Le coût du droit d’asile en France a atteint un montant proche de deux milliards d’euros en 2025. C’est ce qui ressort d’une note de travail réalisée pour la commission des finances du Sénat par la sénatrice Les Républicains du Val-de-Marne, Marie-Carole Ciuntu. Cette estimation, présentée comme un minima, ne prend pas en compte certaines charges indirectes comme les frais médicaux, l’aide sociale ou la scolarisation des enfants des demandeurs.
Plus de 1,1 milliard pour l’accueil et l’hébergement
L’essentiel de la facture provient des dispositifs d’accueil et d’hébergement. Centres spécialisés, structures d’urgence, allocations et accompagnement social représentent à eux seuls plus de 1,1 milliard d’euros. À cette somme s’ajoutent les dépenses d’intégration des réfugiés, les coûts de fonctionnement des préfectures et le budget de la Cour nationale du droit d’asile. Au total, la commission des finances chiffre la dépense à 1,85 milliard d’euros pour l’année 2025.
Marie-Carole Ciuntu a alerté, jeudi 9 juillet sur CNEWS, sur le fait que « le droit d’asile est devenu une voie d’immigration comme une autre », supplantant en volume l’immigration économique. Elle entend ainsi « déconstruire le mythe » d’une France peu attractive en matière d’asile.
Des demandes en forte hausse
Les chiffres de l’Office français de protection des réfugiés et apatrides (Ofpra) confirment cette tendance. Le nombre de demandes est passé d’environ 80.000 en 2015 à près de 145.000 en 2025, après un pic à 154.000 en 2024. La France représentait alors environ 17 % des premières demandes déposées dans l’Union européenne, se classant au troisième rang des pays d’accueil, derrière l’Espagne et l’Italie.

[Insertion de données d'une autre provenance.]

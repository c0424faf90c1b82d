//! `batch` subcommand: file-driven batch creation.

use crate::{CliError, RecordKind};
use recordbook_core::{Record, RecordService, StudentService, TodoService, VehicleService};
use serde::de::DeserializeOwned;
use serde::Serialize;
use std::path::Path;

/// Reads `file` and creates its records, returning the created set as JSON.
pub fn run(kind: RecordKind, file: &Path) -> Result<String, CliError> {
    let raw = std::fs::read_to_string(file)
        .map_err(|err| CliError::Input(format!("failed to read `{}`: {err}", file.display())))?;
    create_from_json(kind, &raw)
}

pub fn create_from_json(kind: RecordKind, raw: &str) -> Result<String, CliError> {
    match kind {
        RecordKind::Students => create_records(&mut StudentService::in_memory(), raw),
        RecordKind::Todos => create_records(&mut TodoService::in_memory(), raw),
        RecordKind::Vehicles => {
            let drafts = parse(raw)?;
            let created = VehicleService::in_memory().register_vehicles(drafts)?;
            render(&created)
        }
    }
}

fn create_records<R>(service: &mut RecordService<R>, raw: &str) -> Result<String, CliError>
where
    R: Record + Serialize + DeserializeOwned,
{
    let records: Vec<R> = parse(raw)?;
    let created = service.create_batch(records)?;
    render(&created)
}

fn parse<T: DeserializeOwned>(raw: &str) -> Result<Vec<T>, CliError> {
    serde_json::from_str(raw)
        .map_err(|err| CliError::Input(format!("invalid JSON batch: {err}")))
}

fn render<T: Serialize>(records: &[T]) -> Result<String, CliError> {
    serde_json::to_string_pretty(records)
        .map_err(|err| CliError::Input(format!("failed to render records: {err}")))
}

#[cfg(test)]
mod tests {
    use super::{create_from_json, run};
    use crate::{CliError, RecordKind};
    use std::io::Write;

    const TODOS: &str = r#"[
        {"id": "1", "title": "Task 1", "due_date": "2024-07-24", "status": "pending", "creation_date": "2024-07-23"},
        {"id": "2", "title": "Task 2", "due_date": "2024-07-25", "status": "completed", "creation_date": "2024-07-23"}
    ]"#;

    #[test]
    fn creates_todo_batch_in_input_order() {
        let rendered = create_from_json(RecordKind::Todos, TODOS).expect("batch should succeed");
        let value: serde_json::Value = serde_json::from_str(&rendered).expect("valid JSON output");
        assert_eq!(value[0]["id"], "1");
        assert_eq!(value[1]["status"], "completed");
    }

    #[test]
    fn duplicate_ids_exit_with_conflict_code() {
        let raw = r#"[
            {"id": "1", "title": "a", "due_date": "2024-07-24", "status": "pending", "creation_date": "2024-07-23"},
            {"id": "1", "title": "b", "due_date": "2024-07-24", "status": "pending", "creation_date": "2024-07-23"}
        ]"#;
        let err = create_from_json(RecordKind::Todos, raw).expect_err("duplicate must fail");
        assert_eq!(err.exit_code(), 3);
    }

    #[test]
    fn invalid_student_email_exits_with_validation_code() {
        let raw = r#"[{
            "id": "s-1", "firstName": "A", "middleName": "B", "lastName": "C",
            "dateOfBirth": "2001-01-01", "phoneNumber": "1", "email": "bad",
            "module": "M", "enrollmentDate": "2020-01-01"
        }]"#;
        let err = create_from_json(RecordKind::Students, raw).expect_err("bad email must fail");
        assert_eq!(err.exit_code(), 2);
    }

    #[test]
    fn vehicle_drafts_receive_generated_ids() {
        let raw = r#"[{"make": "Kia", "model": "Rio", "year": 2016, "licence_plate": "KI16 RIO",
                       "colour": "White", "mileage": 88000}]"#;
        let rendered = create_from_json(RecordKind::Vehicles, raw).expect("drafts should register");
        let value: serde_json::Value = serde_json::from_str(&rendered).expect("valid JSON output");
        assert!(!value[0]["id"].as_str().expect("id is a string").is_empty());
        assert_eq!(value[0]["quantity"], 1);
    }

    #[test]
    fn malformed_json_is_an_input_error() {
        let err = create_from_json(RecordKind::Todos, "{not json").expect_err("must fail");
        assert!(matches!(err, CliError::Input(_)));
        assert_eq!(err.exit_code(), 1);
    }

    #[test]
    fn run_reads_batch_from_file() {
        let mut file = tempfile::NamedTempFile::new().expect("temp file");
        file.write_all(TODOS.as_bytes()).expect("write batch");

        let rendered = run(RecordKind::Todos, file.path()).expect("file batch should succeed");
        assert!(rendered.contains("Task 2"));
    }
}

Les délais d’instruction, bien qu’en baisse, restent élevés. Le traitement moyen d’un dossier par l’Ofpra est passé de 216 jours en 2015 à 163 jours en 2025, mais demeure au-dessus de l’objectif de 120 jours fixé par les autorités.

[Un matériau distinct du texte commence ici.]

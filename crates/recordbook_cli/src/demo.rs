//! `demo` subcommand: the to-do client walk-through against a local store.

use crate::CliError;
use recordbook_core::{TodoItem, TodoService};
use serde::Serialize;
use serde_json::json;

fn example_item() -> Result<TodoItem, CliError> {
    serde_json::from_value(json!({
        "id": "1",
        "title": "Task 1",
        "description": "Description for Task 1",
        "due_date": "2024-07-24",
        "status": "pending",
        "priority": "medium",
        "creation_date": "2024-07-23"
    }))
    .map_err(|err| CliError::Input(format!("invalid example item: {err}")))
}

fn render<T: Serialize>(step: &str, value: &T) -> Result<String, CliError> {
    let body = serde_json::to_string(value)
        .map_err(|err| CliError::Input(format!("failed to render {step}: {err}")))?;
    Ok(format!("{step}: {body}"))
}

/// Runs create, list, get, update, delete and a final lookup.
///
/// Returns one rendered line per step; the final lookup reports the
/// expected not-found error instead of failing the run.
pub fn run() -> Result<Vec<String>, CliError> {
    let mut service = TodoService::in_memory();
    let item = example_item()?;
    let mut lines = Vec::new();

    lines.push(render("create", &service.create_batch(vec![item.clone()])?)?);
    lines.push(render("list", &service.list_all())?);
    lines.push(render("get", &service.get(&item.id)?)?);

    let mut updated = item.clone();
    updated.title = "Updated Task 1".to_string();
    lines.push(render("update", &service.replace(&item.id, updated)?)?);

    lines.push(render("delete", &service.delete(&item.id)?)?);

    match service.get(&item.id) {
        Ok(record) => lines.push(render("get after delete", &record)?),
        Err(err) => lines.push(format!("get after delete: {err}")),
    }

    Ok(lines)
}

Un taux d’éloignement jugé « infinitésimal »
L’élue pointe surtout une « absence totale de suivi » des demandeurs d’asile déboutés. Entre 2019 et 2025, le nombre d’éloignements effectifs après une obligation de quitter le territoire français (OQTF) n’a pas dépassé 3.000 par an, soit un taux moyen de 5,5 %, qualifié d’« infinitésimal » par la sénatrice.
Des propositions pour corriger les « dérives »
Pour répondre à ce qu’elle estime être des dérives, Marie-Carole Ciuntu formule plusieurs pistes. Elle propose d’orienter les nouveaux demandeurs ukrainiens vers le régime de protection temporaire, d’accélérer les procédures et d’instaurer un suivi réel des déboutés et des OQTF. Elle souhaite également réduire la durée des titres de séjour : quatre ans pour les réfugiés et deux ans pour les bénéficiaires de la protection subsidiaire, contre respectivement dix et quatre ans actuellement.